[[ SUPPLIED DATA, beginning ]]

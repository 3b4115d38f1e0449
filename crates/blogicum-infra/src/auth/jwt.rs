//! JWT token service implementation.

use chrono::{TimeDelta, Utc};
use jsonwebtoken::{DecodingKey, EncodingKey, Header, Validation, decode, encode};
use serde::{Deserialize, Serialize};
use uuid::Uuid;

use blogicum_core::ports::{AuthError, TokenClaims, TokenService};

const DEFAULT_SECRET: &str = "change-me-in-production";

/// JWT token service configuration.
#[derive(Debug, Clone)]
pub struct JwtConfig {
    pub secret: String,
    pub expiration_hours: i64,
    pub issuer: String,
}

impl Default for JwtConfig {
    fn default() -> Self {
        Self {
            secret: DEFAULT_SECRET.to_string(),
            expiration_hours: 24,
            issuer: "blogicum".to_string(),
        }
    }
}

impl JwtConfig {
    /// Load from `JWT_SECRET`, `JWT_EXPIRATION_HOURS` and `JWT_ISSUER`.
    pub fn from_env() -> Self {
        let defaults = Self::default();
        let secret = std::env::var("JWT_SECRET").unwrap_or(defaults.secret);

        if secret == DEFAULT_SECRET {
            let is_production = std::env::var("RUST_ENV")
                .map(|v| v == "production" || v == "prod")
                .unwrap_or(false);

            if is_production {
                tracing::error!(
                    "SECURITY: Using default JWT secret in production! Set JWT_SECRET environment variable."
                );
            } else {
                tracing::warn!("Using default JWT secret. Set JWT_SECRET for production use.");
            }
        }

        Self {
            secret,
            expiration_hours: std::env::var("JWT_EXPIRATION_HOURS")
                .ok()
                .and_then(|s| s.parse().ok())
                .unwrap_or(defaults.expiration_hours),
            issuer: std::env::var("JWT_ISSUER").unwrap_or(defaults.issuer),
        }
    }
}

/// Wire format of the token payload.
#[derive(Debug, Serialize, Deserialize)]
struct Claims {
    sub: String, // user_id
    username: String,
    exp: i64,
    iat: i64,
    iss: String,
}

/// JWT-based token service.
pub struct JwtTokenService {
    encoding_key: EncodingKey,
    decoding_key: DecodingKey,
    config: JwtConfig,
}

impl JwtTokenService {
    pub fn new(config: JwtConfig) -> Self {
        let encoding_key = EncodingKey::from_secret(config.secret.as_bytes());
        let decoding_key = DecodingKey::from_secret(config.secret.as_bytes());

        Self {
            encoding_key,
            decoding_key,
            config,
        }
    }
}

impl TokenService for JwtTokenService {
    fn generate_token(&self, user_id: Uuid, username: &str) -> Result<String, AuthError> {
        let now = Utc::now();
        let exp = now + TimeDelta::hours(self.config.expiration_hours);

        let claims = Claims {
            sub: user_id.to_string(),
            username: username.to_string(),
            exp: exp.timestamp(),
            iat: now.timestamp(),
            iss: self.config.issuer.clone(),
        };

        encode(&Header::default(), &claims, &self.encoding_key)
            .map_err(|e| AuthError::InvalidToken(e.to_string()))
    }

    fn validate_token(&self, token: &str) -> Result<TokenClaims, AuthError> {
        let mut validation = Validation::default();
        validation.set_issuer(&[&self.config.issuer]);

        let token_data = decode::<Claims>(token, &self.decoding_key, &validation).map_err(|e| {
            match e.kind() {
                jsonwebtoken::errors::ErrorKind::ExpiredSignature => AuthError::TokenExpired,
                _ => AuthError::InvalidToken(e.to_string()),
            }
        })?;

        let user_id = Uuid::parse_str(&token_data.claims.sub)
            .map_err(|e| AuthError::InvalidToken(e.to_string()))?;

        Ok(TokenClaims {
            user_id,
            username: token_data.claims.username,
            exp: token_data.claims.exp,
        })
    }

    fn expiration_seconds(&self) -> i64 {
        self.config.expiration_hours * 3600
    }
}

#[cfg(test)]
mod tests {
    use super::*;

    fn test_config() -> JwtConfig {
        JwtConfig {
            secret: "test-secret-key".to_string(),
            expiration_hours: 1,
            issuer: "test-issuer".to_string(),
        }
    }

    #[test]
    fn test_token_round_trip_keeps_identity() {
        let service = JwtTokenService::new(test_config());
        let user_id = Uuid::new_v4();

        let token = service.generate_token(user_id, "alice").unwrap();
        let claims = service.validate_token(&token).unwrap();

        assert_eq!(claims.user_id, user_id);
        assert_eq!(claims.username, "alice");
        assert!(claims.exp > Utc::now().timestamp());
    }

    #[test]
    fn test_validate_invalid_token() {
        let service = JwtTokenService::new(test_config());

        let result = service.validate_token("invalid-token");

        assert!(matches!(result, Err(AuthError::InvalidToken(_))));
    }

    #[test]
    fn test_validate_wrong_issuer_token() {
        let issuer1 = JwtTokenService::new(JwtConfig {
            issuer: "issuer1".to_string(),
            ..test_config()
        });
        let issuer2 = JwtTokenService::new(JwtConfig {
            issuer: "issuer2".to_string(),
            ..test_config()
        });

        let token = issuer1.generate_token(Uuid::new_v4(), "bob").unwrap();

        assert!(issuer2.validate_token(&token).is_err());
    }

    #[test]
    fn test_expired_token_is_reported_as_expired() {
        let service = JwtTokenService::new(JwtConfig {
            expiration_hours: -2,
            ..test_config()
        });

        let token = service.generate_token(Uuid::new_v4(), "carol").unwrap();

        assert!(matches!(
            service.validate_token(&token),
            Err(AuthError::TokenExpired)
        ));
    }

    #[test]
    fn test_expiration_seconds() {
        let service = JwtTokenService::new(JwtConfig {
            expiration_hours: 24,
            ..test_config()
        });

        assert_eq!(service.expiration_seconds(), 86400);
    }
}
//! Database connection management and PostgreSQL repositories.

mod connections;

#[cfg(feature = "postgres")]
mod postgres_base;
#[cfg(feature = "postgres")]
pub mod postgres_repo;

#[cfg(feature = "postgres")]
pub mod entity;

pub use connections::DatabaseConfig;

#[cfg(feature = "postgres")]
pub use connections::DatabaseConnections;

#[cfg(feature = "postgres")]
pub use postgres_repo::{
    PostgresCategoryRepository, PostgresCommentRepository, PostgresLocationRepository,
    PostgresPostRepository, PostgresUserRepository,
};

#[cfg(feature = "postgres")]
impl DatabaseConnections {
    /// PostgreSQL-backed repositories sharing this pool.
    pub fn repositories(&self) -> blogicum_core::service::Repositories {
        use std::sync::Arc;

        blogicum_core::service::Repositories {
            users: Arc::new(PostgresUserRepository::new(self.main.clone())),
            categories: Arc::new(PostgresCategoryRepository::new(self.main.clone())),
            locations: Arc::new(PostgresLocationRepository::new(self.main.clone())),
            posts: Arc::new(PostgresPostRepository::new(self.main.clone())),
            comments: Arc::new(PostgresCommentRepository::new(self.main.clone())),
        }
    }
}

#[cfg(feature = "postgres")]
#[cfg(test)]
mod tests;
//! Ports - trait definitions for external dependencies.
//! These are the "interfaces" that infrastructure must implement.

mod auth;
mod repository;

pub use auth::{AuthError, PasswordService, TokenClaims, TokenService};
pub use repository::{
    BaseRepository, CategoryRepository, CommentRepository, LocationRepository, PostRepository,
    UserRepository,
};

[[ SUPPLIED DATA, end ]]

YOUR OBJECTIVE:
The full set of records above is to be printed exactly as it appears.

EXERCISE RESULT:
repository 3b4115d38f1e0449
filename crates/blogicum-infra/src/auth/jwt.rs
//! JWT token service implementation.

use chrono::{TimeDelta, Utc};
use jsonwebtoken::{DecodingKey, EncodingKey, Header, Validation, decode, encode};
use serde::{Deserialize, Serialize};
use uuid::Uuid;

use blogicum_core::ports::{AuthError, TokenClaims, TokenService};

const DEFAULT_SECRET: &str = "change-me-in-production";

/// JWT token service configuration.
#[derive(Debug, Clone)]
pub struct JwtConfig {
    pub secret: String,
    pub expiration_hours: i64,
    pub issuer: String,
}

impl Default for JwtConfig {
    fn default() -> Self {
        Self {
            secret: DEFAULT_SECRET.to_string(),
            expiration_hours: 24,
            issuer: "blogicum".to_string(),
        }
    }
}

impl JwtConfig {
    /// Load from `JWT_SECRET`, `JWT_EXPIRATION_HOURS` and `JWT_ISSUER`.
    pub fn from_env() -> Self {
        let defaults = Self::default();
        let secret = std::env::var("JWT_SECRET").unwrap_or(defaults.secret);

        if secret == DEFAULT_SECRET {
            let is_production = std::env::var("RUST_ENV")
                .map(|v| v == "production" || v == "prod")
                .unwrap_or(false);

            if is_production {
                tracing::error!(
                    "SECURITY: Using default JWT secret in production! Set JWT_SECRET environment variable."
                );
            } else {
                tracing::warn!("Using default JWT secret. Set JWT_SECRET for production use.");
            }
        }

        Self {
            secret,
            expiration_hours: std::env::var("JWT_EXPIRATION_HOURS")
                .ok()
                .and_then(|s| s.parse().ok())
                .unwrap_or(defaults.expiration_hours),
            issuer: std::env::var("JWT_ISSUER").unwrap_or(defaults.issuer),
        }
    }
}

/// Wire format of the token payload.
#[derive(Debug, Serialize, Deserialize)]
struct Claims {
    sub: String, // user_id
    username: String,
    exp: i64,
    iat: i64,
    iss: String,
}

/// JWT-based token service.
pub struct JwtTokenService {
    encoding_key: EncodingKey,
    decoding_key: DecodingKey,
    config: JwtConfig,
}

impl JwtTokenService {
    pub fn new(config: JwtConfig) -> Self {
        let encoding_key = EncodingKey::from_secret(config.secret.as_bytes());
        let decoding_key = DecodingKey::from_secret(config.secret.as_bytes());

        Self {
            encoding_key,
            decoding_key,
            config,
        }
    }
}

impl TokenService for JwtTokenService {
    fn generate_token(&self, user_id: Uuid, username: &str) -> Result<String, AuthError> {
        let now = Utc::now();
        let exp = now + TimeDelta::hours(self.config.expiration_hours);

        let claims = Claims {
            sub: user_id.to_string(),
            username: username.to_string(),
            exp: exp.timestamp(),
            iat: now.timestamp(),
            iss: self.config.issuer.clone(),
        };

        encode(&Header::default(), &claims, &self.encoding_key)
            .map_err(|e| AuthError::InvalidToken(e.to_string()))
    }

    fn validate_token(&self, token: &str) -> Result<TokenClaims, AuthError> {
        let mut validation = Validation::default();
        validation.set_issuer(&[&self.config.issuer]);

        let token_data = decode::<Claims>(token, &self.decoding_key, &validation).map_err(|e| {
            match e.kind() {
                jsonwebtoken::errors::ErrorKind::ExpiredSignature => AuthError::TokenExpired,
                _ => AuthError::InvalidToken(e.to_string()),
            }
        })?;

        let user_id = Uuid::parse_str(&token_data.claims.sub)
            .map_err(|e| AuthError::InvalidToken(e.to_string()))?;

        Ok(TokenClaims {
            user_id,
            username: token_data.claims.username,
            exp: token_data.claims.exp,
        })
    }

    fn expiration_seconds(&self) -> i64 {
        self.config.expiration_hours * 3600
    }
}

#[cfg(test)]
mod tests {
    use super::*;

    fn test_config() -> JwtConfig {
        JwtConfig {
            secret: "test-secret-key".to_string(),
            expiration_hours: 1,
            issuer: "test-issuer".to_string(),
        }
    }

    #[test]
    fn test_token_round_trip_keeps_identity() {
        let service = JwtTokenService::new(test_config());
        let user_id = Uuid::new_v4();

        let token = service.generate_token(user_id, "alice").unwrap();
        let claims = service.validate_token(&token).unwrap();

        assert_eq!(claims.user_id, user_id);
        assert_eq!(claims.username, "alice");
        assert!(claims.exp > Utc::now().timestamp());
    }

    #[test]
    fn test_validate_invalid_token() {
        let service = JwtTokenService::new(test_config());

        let result = service.validate_token("invalid-token");

        assert!(matches!(result, Err(AuthError::InvalidToken(_))));
    }

    #[test]
    fn test_validate_wrong_issuer_token() {
        let issuer1 = JwtTokenService::new(JwtConfig {
            issuer: "issuer1".to_string(),
            ..test_config()
        });
        let issuer2 = JwtTokenService::new(JwtConfig {
            issuer: "issuer2".to_string(),
            ..test_config()
        });

        let token = issuer1.generate_token(Uuid::new_v4(), "bob").unwrap();

        assert!(issuer2.validate_token(&token).is_err());
    }

    #[test]
    fn test_expired_token_is_reported_as_expired() {
        let service = JwtTokenService::new(JwtConfig {
            expiration_hours: -2,
            ..test_config()
        });

        let token = service.generate_token(Uuid::new_v4(), "carol").unwrap();

        assert!(matches!(
            service.validate_token(&token),
            Err(AuthError::TokenExpired)
        ));
    }

    #[test]
    fn test_expiration_seconds() {
        let service = JwtTokenService::new(JwtConfig {
            expiration_hours: 24,
            ..test_config()
        });

        assert_eq!(service.expiration_seconds(), 86400);
    }
}
//! Database connection management and PostgreSQL repositories.

mod connections;

#[cfg(feature = "postgres")]
mod postgres_base;
#[cfg(feature = "postgres")]
pub mod postgres_repo;

#[cfg(feature = "postgres")]
pub mod entity;

pub use connections::DatabaseConfig;

#[cfg(feature = "postgres")]
pub use connections::DatabaseConnections;

#[cfg(feature = "postgres")]
pub use postgres_repo::{
    PostgresCategoryRepository, PostgresCommentRepository, PostgresLocationRepository,
    PostgresPostRepository, PostgresUserRepository,
};

#[cfg(feature = "postgres")]
impl DatabaseConnections {
    /// PostgreSQL-backed repositories sharing this pool.
    pub fn repositories(&self) -> blogicum_core::service::Repositories {
        use std::sync::Arc;

        blogicum_core::service::Repositories {
            users: Arc::new(PostgresUserRepository::new(self.main.clone())),
            categories: Arc::new(PostgresCategoryRepository::new(self.main.clone())),
            locations: Arc::new(PostgresLocationRepository::new(self.main.clone())),
            posts: Arc::new(PostgresPostRepository::new(self.main.clone())),
            comments: Arc::new(PostgresCommentRepository::new(self.main.clone())),
        }
    }
}

#[cfg(feature = "postgres")]
#[cfg(test)]
mod tests;
//! Ports - trait definitions for external dependencies.
//! These are the "interfaces" that infrastructure must implement.

mod auth;
mod repository;

pub use auth::{AuthError, PasswordService, TokenClaims, TokenService};
pub use repository::{
    BaseRepository, CategoryRepository, CommentRepository, LocationRepository, PostRepository,
    UserRepository,
};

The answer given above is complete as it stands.